In this book, all the main characters who first met in New Orleans, the detective couple Carson and Michael, the genetically-engineered Bride of Frankenstein, Erika, along with her adopted child, the troll-like Jocko, Deucalion the monster, and Victor Frankenstein (or rather his clone) all come to a final showdown in the town of Rainbow Falls, Montana. At the end of the previous installment, an army of Victor’s genetically engineered killers had cut the town off and begun murdering and “reprocessing” the inhabitants, as the start to a program to destroy all life on earth (Victor judges it messy and inefficient). Humanity’s only hope is Deucalion, who was endowed at his creation with powers over physical space. But he needs his human (and somewhat human) friends to help him. Victor Frankenstein has also failed to anticipate the difficulties involved in overcoming a population of God-fearing, gun-owning American westerners. Continue reading Frankenstein: The Dead Town, by Dean Koontz

Frankenstein: Lost Souls, by Dean Koontz

Frankenstein: Lost Souls

I was surprised at first to see Dean Koontz’ Frankenstein series continuing beyond the original trilogy. I’d come away from that series thinking the story was pretty well wrapped up, and wrapped up pretty well. Also, Koontz has generally resisted writing series in the past, though he’s made exceptions here and in the Odd Thomas books.

However, on reading Frankenstein: Lost Souls, I was reminded of loose threads from the previous books which had indeed set us up for a continuation. So it’s all fair and aboveboard.

The main characters are back, but the locations have changed. New Orleans detectives Carson O’Conner and Michael Maddison, now married, have moved to San Francisco, where they work as private investigators and dote on their new baby. “Deucalion,” the reformed Frankenstein monster, has retired to a monastery (the same one, as it happens, that Odd Thomas lived in for a while, in Brother Odd). And Erica Five, Dr. Frankenstein’s android bride, is living near Rainbow Falls, Montana, along with Jocko, the android gnome, who serves as an object for her maternal instincts.

Then Deucalion has an intuition—a sure conviction in his psychic sense, telling him that somehow Dr. Frankenstein, who was horribly killed at the end of the previous book, is nevertheless alive. Continue reading Frankenstein: Lost Souls, by Dean Koontz

Breathless, by Dean Koontz

Breathless

Say what you like about Dean Koontz; he isn’t afraid to experiment and mix it up. Breathless is part spiritual thriller, part science fiction. It’s a book with a clear message, one many readers won’t like. It’s also a very sweet story, and I enjoyed it and was moved by it. For reference, the same spirit that animates the Odd Thomas books is at work here.

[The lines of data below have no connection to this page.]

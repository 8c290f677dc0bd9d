//! Confirmation component renderer.
//!
//! Renders the static thank-you layout shown once a booking is confirmed:
//! heading, booked-bike image URL, name, and category, all centered. A
//! terminal pane cannot display the image itself, so the URL is shown as a
//! dimmed reference line instead.

use crate::ui::helpers::{center_padding, position_cursor};
use crate::ui::theme::Theme;
use crate::ui::viewmodel::ConfirmationView;

/// Renders the confirmation layout starting at the specified row.
///
/// ```text
///                  Thank you!
///             Your bike is booked.
///
///       https://cdn.example/bikes/1.jpg
///
///                Aluminum racer
///                     Road
/// ```
///
/// The image URL line is skipped when no URL is configured.
pub fn render_confirmation(row: usize, confirmation: &ConfirmationView, theme: &Theme, cols: usize) {
    let mut current_row = row + 1;

    current_row = render_centered(
        current_row,
        &confirmation.title,
        &theme.colors.success_fg,
        true,
        cols,
    );
    current_row = render_centered(
        current_row,
        &confirmation.subtitle,
        &theme.colors.text_normal,
        false,
        cols,
    );

    if !confirmation.image_url.is_empty() {
        current_row += 1;
        current_row = render_centered(
            current_row,
            &confirmation.image_url,
            &theme.colors.text_dim,
            false,
            cols,
        );
    }

    current_row += 1;
    current_row = render_centered(
        current_row,
        &confirmation.bike_name,
        &theme.colors.text_normal,
        true,
        cols,
    );
    render_centered(
        current_row,
        &confirmation.bike_kind,
        &theme.colors.text_dim,
        false,
        cols,
    );
}

/// Renders one centered line and returns the next row.
fn render_centered(row: usize, text: &str, color: &str, bold: bool, cols: usize) -> usize {
    let padding = center_padding(cols, text);

    position_cursor(row, padding + 1);
    if bold {
        print!("{}", Theme::bold());
    }
    print!("{}", Theme::fg(color));
    print!("{text}");
    print!("{}", Theme::reset());
    row + 1
}
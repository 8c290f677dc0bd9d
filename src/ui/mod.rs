//! User interface rendering layer with component-based architecture.
//!
//! This module orchestrates the terminal UI, transforming view models into
//! ANSI-styled output through composable rendering components.
//!
//! # Architecture
//!
//! The UI layer follows a declarative rendering model:
//!
//! ```text
//! AppState → compute_viewmodel → UiViewModel → render → ANSI Output
//! ```
//!
//! # Modules
//!
//! - [`viewmodel`]: View model types representing renderable UI state
//! - [`renderer`]: Top-level rendering coordinator
//! - [`components`]: Composable UI component renderers
//! - [`helpers`]: Shared rendering utilities (positioning, width math)
//! - [`theme`]: Color scheme definitions and ANSI escape sequence generation

pub mod components;
pub mod helpers;
pub mod renderer;
pub mod theme;
pub mod viewmodel;

pub use renderer::render;
pub use theme::Theme;
pub use viewmodel::{
    ConfirmationView, DateField, FooterInfo, FormView, HeaderInfo, PriceRow, SubmitInfo,
    UiViewModel,
};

Koontz jumps between several characters and story lines, before bringing them together, if not in one place, at least around one theme. A wonderful thing has happened in our world. Each witness to that event responds for the good or the evil, depending on the capacities of their souls.

Because of the multiplicity of story lines, it’s hard to give a synopsis, but the central story involves a man named Grady Adams, who along with his dog Merlin (gratefully, the dog is not a supernatural being this time out) observes the Event while on an evening walk in the woods. Soon he notices strange creatures watching his house. Meanwhile, his friend Camillia Rivers, a veterinarian, is trying to find an explanation for a strange “seizure” experienced by a number of domestic animals, which not only doesn’t seem to have done them any harm, but has done them good.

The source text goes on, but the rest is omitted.